Using the records below, transcribe word for word the stretch from the line that contains "filename drover/src/sessions/mod.rs" through the line that contains "for a task.", both end lines included, and nothing else.

Top of EXERCISE DATA

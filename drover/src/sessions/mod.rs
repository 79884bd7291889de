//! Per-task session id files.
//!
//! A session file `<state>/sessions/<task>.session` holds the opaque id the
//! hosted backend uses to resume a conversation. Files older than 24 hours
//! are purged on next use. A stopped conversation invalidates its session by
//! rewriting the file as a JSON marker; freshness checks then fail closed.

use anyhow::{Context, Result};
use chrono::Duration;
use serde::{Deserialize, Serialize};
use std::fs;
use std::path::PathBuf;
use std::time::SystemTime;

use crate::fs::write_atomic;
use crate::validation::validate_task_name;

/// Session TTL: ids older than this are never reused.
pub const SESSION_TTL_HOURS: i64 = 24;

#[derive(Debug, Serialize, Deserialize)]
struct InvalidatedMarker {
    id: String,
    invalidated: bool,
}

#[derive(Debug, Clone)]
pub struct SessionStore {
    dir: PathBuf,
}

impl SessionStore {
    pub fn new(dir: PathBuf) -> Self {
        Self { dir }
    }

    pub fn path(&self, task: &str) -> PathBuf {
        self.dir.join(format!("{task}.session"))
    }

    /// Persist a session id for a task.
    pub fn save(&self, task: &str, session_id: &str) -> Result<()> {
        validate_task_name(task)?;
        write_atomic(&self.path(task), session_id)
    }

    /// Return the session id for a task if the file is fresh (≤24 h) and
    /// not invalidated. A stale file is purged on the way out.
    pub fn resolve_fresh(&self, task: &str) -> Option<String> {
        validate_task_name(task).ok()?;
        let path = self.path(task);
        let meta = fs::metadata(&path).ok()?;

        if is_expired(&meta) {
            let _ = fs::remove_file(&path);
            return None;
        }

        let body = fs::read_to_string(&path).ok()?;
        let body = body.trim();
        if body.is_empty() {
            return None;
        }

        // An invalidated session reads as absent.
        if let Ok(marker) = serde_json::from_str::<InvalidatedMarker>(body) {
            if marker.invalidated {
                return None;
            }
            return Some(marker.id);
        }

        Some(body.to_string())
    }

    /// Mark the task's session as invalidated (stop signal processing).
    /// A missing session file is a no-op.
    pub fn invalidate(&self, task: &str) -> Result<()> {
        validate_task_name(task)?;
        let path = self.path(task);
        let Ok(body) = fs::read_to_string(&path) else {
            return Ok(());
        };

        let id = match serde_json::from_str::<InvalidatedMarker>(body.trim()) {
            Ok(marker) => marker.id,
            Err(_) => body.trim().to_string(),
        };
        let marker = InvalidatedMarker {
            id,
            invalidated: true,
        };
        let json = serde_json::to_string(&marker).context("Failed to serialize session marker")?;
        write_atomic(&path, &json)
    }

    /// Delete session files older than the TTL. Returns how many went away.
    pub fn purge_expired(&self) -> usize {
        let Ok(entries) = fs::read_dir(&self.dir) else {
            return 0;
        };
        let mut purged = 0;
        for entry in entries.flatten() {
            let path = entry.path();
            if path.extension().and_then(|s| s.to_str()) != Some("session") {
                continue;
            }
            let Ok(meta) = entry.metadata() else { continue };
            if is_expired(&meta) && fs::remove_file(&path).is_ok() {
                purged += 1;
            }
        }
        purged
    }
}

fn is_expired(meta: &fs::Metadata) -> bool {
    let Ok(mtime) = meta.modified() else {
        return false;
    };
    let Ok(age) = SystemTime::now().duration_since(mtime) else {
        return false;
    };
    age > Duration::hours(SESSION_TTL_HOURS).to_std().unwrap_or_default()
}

Bottom of EXERCISE DATA
Top of EXERCISE DATA

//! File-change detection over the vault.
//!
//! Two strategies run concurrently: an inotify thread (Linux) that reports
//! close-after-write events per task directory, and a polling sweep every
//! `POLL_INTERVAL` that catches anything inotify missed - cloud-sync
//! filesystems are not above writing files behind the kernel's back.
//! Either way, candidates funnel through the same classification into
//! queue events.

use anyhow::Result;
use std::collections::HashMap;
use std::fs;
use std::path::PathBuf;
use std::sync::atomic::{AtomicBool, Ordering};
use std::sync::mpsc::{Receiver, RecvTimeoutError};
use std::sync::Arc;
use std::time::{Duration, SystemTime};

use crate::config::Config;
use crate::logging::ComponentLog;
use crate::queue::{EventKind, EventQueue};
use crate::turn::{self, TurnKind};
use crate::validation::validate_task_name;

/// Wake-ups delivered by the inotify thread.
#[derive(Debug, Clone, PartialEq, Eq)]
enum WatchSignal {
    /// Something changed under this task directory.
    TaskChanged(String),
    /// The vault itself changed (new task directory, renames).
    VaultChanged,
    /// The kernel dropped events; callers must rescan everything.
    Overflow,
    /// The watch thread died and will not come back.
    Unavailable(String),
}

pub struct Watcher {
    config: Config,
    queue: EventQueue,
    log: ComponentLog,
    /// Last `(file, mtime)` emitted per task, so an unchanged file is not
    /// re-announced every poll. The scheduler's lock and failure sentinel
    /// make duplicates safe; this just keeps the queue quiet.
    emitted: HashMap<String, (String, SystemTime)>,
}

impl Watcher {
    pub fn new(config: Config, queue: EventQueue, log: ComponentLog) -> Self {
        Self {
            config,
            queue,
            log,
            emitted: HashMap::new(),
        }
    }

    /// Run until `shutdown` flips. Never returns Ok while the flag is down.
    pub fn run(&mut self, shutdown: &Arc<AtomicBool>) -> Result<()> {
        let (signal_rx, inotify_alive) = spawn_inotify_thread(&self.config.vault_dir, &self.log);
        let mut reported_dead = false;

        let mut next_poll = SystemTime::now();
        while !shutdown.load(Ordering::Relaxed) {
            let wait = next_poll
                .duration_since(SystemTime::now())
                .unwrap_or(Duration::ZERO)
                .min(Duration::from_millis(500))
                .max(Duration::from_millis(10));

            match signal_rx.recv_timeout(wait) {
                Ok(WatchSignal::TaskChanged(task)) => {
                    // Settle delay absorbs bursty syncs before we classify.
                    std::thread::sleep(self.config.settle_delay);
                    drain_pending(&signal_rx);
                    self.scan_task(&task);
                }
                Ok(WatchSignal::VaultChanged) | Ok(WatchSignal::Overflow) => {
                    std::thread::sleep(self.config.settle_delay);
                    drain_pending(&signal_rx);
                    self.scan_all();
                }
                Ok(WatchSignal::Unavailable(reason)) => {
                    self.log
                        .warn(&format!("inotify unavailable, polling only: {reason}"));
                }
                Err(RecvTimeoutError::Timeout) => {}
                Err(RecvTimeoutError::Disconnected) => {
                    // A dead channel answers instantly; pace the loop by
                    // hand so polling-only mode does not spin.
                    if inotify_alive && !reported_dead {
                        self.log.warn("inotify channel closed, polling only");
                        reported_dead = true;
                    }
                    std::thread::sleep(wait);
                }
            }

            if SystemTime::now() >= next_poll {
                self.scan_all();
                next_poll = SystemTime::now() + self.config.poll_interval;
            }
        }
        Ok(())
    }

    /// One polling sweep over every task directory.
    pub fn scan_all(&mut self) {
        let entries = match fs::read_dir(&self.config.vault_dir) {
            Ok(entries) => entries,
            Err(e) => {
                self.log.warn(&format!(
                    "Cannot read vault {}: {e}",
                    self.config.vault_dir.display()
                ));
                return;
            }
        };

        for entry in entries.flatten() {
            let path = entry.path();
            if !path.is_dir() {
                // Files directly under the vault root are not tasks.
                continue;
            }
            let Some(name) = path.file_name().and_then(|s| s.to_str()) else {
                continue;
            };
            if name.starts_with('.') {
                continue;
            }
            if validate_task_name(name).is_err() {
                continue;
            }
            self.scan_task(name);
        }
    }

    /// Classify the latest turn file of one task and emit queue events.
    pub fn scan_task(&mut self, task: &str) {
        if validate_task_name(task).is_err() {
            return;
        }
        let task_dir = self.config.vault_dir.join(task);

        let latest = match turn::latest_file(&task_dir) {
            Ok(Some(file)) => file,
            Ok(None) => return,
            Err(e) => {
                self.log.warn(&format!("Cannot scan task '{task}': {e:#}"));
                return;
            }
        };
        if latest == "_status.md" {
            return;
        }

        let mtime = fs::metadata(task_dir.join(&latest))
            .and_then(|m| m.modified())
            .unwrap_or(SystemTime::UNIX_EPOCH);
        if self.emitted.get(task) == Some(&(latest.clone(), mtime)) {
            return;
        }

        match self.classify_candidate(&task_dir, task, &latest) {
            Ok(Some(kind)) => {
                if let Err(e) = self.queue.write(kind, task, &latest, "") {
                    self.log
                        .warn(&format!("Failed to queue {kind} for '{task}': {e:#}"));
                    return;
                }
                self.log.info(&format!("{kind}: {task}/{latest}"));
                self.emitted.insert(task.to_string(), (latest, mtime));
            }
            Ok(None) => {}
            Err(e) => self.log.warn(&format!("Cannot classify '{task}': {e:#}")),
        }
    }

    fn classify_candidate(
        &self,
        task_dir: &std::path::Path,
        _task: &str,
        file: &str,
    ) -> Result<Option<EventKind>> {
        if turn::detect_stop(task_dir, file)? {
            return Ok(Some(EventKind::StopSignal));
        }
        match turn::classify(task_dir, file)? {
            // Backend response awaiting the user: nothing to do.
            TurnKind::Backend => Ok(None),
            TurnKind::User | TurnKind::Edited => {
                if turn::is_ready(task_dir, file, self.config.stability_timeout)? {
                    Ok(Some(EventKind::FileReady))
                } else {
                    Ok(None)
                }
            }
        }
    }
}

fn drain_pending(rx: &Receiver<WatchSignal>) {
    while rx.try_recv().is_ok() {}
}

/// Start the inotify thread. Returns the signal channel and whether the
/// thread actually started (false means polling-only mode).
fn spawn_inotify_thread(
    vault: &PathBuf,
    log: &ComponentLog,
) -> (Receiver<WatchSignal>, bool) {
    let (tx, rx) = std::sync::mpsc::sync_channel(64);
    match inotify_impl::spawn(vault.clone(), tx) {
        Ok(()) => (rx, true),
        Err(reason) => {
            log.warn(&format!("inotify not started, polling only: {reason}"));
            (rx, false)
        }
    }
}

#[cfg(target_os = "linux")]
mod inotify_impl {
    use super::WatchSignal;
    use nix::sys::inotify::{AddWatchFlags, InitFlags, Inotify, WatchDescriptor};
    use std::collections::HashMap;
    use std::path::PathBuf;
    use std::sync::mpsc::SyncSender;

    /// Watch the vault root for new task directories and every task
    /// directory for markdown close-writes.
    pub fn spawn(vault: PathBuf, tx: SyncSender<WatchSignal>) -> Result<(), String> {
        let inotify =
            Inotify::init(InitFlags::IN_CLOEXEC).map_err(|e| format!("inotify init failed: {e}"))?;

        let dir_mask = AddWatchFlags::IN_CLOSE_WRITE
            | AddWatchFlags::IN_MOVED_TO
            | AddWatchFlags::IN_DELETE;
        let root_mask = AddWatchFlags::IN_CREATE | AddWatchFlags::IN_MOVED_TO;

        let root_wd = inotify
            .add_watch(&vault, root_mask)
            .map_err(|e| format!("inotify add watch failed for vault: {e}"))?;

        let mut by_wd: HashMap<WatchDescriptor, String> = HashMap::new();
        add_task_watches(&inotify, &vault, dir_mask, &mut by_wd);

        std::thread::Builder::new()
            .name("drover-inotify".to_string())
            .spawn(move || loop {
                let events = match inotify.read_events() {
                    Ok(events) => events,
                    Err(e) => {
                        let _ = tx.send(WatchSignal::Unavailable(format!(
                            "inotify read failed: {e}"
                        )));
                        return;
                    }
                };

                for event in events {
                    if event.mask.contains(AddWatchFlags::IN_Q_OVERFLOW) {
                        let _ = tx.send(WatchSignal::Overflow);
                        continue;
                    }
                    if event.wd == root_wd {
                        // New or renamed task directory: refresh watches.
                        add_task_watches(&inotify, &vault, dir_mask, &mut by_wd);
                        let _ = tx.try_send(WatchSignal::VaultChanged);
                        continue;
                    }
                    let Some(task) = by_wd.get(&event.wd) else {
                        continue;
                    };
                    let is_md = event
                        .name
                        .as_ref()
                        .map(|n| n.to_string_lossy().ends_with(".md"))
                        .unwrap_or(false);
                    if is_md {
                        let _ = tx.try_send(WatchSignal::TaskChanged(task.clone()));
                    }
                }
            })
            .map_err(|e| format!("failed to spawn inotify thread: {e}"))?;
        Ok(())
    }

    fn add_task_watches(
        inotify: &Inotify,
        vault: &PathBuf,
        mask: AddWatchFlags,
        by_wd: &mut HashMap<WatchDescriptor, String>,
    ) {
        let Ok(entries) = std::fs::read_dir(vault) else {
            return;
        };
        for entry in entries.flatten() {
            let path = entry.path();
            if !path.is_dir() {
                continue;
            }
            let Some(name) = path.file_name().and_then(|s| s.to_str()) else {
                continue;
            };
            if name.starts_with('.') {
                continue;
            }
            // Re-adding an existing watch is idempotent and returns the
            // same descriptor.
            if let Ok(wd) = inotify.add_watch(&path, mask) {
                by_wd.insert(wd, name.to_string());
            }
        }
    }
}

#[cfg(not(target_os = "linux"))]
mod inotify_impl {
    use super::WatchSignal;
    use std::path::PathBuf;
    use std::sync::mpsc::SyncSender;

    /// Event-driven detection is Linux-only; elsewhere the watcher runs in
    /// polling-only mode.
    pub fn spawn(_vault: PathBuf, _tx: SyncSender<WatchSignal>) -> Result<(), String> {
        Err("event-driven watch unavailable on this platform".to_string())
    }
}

Bottom of EXERCISE DATA
Top of EXERCISE DATA

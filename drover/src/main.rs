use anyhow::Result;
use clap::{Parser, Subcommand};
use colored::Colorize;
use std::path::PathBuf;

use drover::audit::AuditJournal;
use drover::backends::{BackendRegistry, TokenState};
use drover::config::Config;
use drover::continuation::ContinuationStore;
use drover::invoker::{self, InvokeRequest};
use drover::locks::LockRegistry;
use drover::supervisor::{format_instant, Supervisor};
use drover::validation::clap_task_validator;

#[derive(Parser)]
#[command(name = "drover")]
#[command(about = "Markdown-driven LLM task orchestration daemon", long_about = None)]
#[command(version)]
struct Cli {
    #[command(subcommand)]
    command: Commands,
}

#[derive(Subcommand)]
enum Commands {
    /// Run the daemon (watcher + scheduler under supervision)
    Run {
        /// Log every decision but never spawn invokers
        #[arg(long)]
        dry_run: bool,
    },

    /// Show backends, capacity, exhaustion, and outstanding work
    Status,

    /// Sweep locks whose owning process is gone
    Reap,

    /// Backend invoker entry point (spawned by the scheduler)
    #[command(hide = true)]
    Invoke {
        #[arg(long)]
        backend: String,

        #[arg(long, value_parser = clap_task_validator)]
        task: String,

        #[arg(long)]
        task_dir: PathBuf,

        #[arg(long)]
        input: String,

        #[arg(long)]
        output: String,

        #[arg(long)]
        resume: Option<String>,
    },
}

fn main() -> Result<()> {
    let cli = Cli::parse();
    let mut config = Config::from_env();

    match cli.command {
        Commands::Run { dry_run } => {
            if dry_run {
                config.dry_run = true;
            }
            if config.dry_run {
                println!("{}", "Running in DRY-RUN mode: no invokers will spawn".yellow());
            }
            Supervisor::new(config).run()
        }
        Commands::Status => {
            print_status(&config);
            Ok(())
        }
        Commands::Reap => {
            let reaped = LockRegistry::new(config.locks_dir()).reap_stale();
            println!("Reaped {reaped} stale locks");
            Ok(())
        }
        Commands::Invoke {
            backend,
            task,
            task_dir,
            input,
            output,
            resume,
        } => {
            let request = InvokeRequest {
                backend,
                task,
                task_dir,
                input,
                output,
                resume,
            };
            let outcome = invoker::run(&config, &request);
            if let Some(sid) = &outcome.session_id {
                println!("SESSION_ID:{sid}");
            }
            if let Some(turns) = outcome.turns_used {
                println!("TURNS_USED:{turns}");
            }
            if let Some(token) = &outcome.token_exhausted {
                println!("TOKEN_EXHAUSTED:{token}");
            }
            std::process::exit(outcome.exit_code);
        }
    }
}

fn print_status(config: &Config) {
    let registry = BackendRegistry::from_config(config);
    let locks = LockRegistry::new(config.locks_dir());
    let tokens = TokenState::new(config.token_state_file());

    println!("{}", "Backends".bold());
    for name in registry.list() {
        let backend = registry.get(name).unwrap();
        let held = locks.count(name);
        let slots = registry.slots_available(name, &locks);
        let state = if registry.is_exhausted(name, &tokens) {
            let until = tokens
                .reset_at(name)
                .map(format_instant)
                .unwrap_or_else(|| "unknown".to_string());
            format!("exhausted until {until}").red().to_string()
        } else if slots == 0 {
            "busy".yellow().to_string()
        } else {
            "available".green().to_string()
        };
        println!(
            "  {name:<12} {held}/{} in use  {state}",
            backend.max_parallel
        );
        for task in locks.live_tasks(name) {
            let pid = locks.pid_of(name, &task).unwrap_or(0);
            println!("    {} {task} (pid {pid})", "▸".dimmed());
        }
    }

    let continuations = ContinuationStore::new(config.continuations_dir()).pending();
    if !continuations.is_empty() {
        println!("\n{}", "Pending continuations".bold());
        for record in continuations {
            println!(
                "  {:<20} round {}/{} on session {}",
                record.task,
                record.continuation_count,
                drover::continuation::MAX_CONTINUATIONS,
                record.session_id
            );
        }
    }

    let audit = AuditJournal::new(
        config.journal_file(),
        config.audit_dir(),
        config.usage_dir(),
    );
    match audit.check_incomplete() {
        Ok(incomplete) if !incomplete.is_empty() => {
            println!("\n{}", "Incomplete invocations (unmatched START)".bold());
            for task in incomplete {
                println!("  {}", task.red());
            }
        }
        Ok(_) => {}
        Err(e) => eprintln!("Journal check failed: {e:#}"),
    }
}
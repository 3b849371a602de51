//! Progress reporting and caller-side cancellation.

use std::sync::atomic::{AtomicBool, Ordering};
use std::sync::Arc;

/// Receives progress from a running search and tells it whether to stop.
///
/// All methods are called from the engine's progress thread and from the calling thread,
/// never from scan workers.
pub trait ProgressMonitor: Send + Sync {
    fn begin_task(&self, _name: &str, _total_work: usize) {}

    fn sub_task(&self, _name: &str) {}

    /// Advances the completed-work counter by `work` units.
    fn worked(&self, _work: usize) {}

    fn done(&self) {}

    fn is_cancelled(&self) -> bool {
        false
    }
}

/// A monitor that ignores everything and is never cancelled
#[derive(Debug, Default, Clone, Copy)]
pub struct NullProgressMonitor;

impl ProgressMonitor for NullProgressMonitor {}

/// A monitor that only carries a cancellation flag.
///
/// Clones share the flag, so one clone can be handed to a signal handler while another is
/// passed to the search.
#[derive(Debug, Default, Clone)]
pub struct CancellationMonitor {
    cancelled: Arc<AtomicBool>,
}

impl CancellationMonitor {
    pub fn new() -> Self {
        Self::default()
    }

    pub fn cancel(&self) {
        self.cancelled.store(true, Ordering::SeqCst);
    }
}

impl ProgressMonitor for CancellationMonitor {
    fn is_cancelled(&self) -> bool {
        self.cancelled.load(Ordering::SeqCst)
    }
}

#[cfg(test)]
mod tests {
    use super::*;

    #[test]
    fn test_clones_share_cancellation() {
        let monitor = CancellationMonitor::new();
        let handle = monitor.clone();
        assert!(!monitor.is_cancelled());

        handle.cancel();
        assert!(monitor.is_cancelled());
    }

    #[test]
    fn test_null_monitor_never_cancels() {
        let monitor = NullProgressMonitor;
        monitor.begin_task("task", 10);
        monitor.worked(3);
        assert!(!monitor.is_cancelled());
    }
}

Bottom of EXERCISE DATA

* **PROBLEM SOLUTION**:
filename drover/src/sessions/mod.rs
repository 79884bd7291889de
//! Per-task session id files.
//!
//! A session file `<state>/sessions/<task>.session` holds the opaque id the
//! hosted backend uses to resume a conversation. Files older than 24 hours
//! are purged on next use. A stopped conversation invalidates its session by
//! rewriting the file as a JSON marker; freshness checks then fail closed.

use anyhow::{Context, Result};
use chrono::Duration;
use serde::{Deserialize, Serialize};
use std::fs;
use std::path::PathBuf;
use std::time::SystemTime;

use crate::fs::write_atomic;
use crate::validation::validate_task_name;

/// Session TTL: ids older than this are never reused.
pub const SESSION_TTL_HOURS: i64 = 24;

#[derive(Debug, Serialize, Deserialize)]
struct InvalidatedMarker {
    id: String,
    invalidated: bool,
}

#[derive(Debug, Clone)]
pub struct SessionStore {
    dir: PathBuf,
}

impl SessionStore {
    pub fn new(dir: PathBuf) -> Self {
        Self { dir }
    }

    pub fn path(&self, task: &str) -> PathBuf {
        self.dir.join(format!("{task}.session"))
    }

    /// Persist a session id for a task.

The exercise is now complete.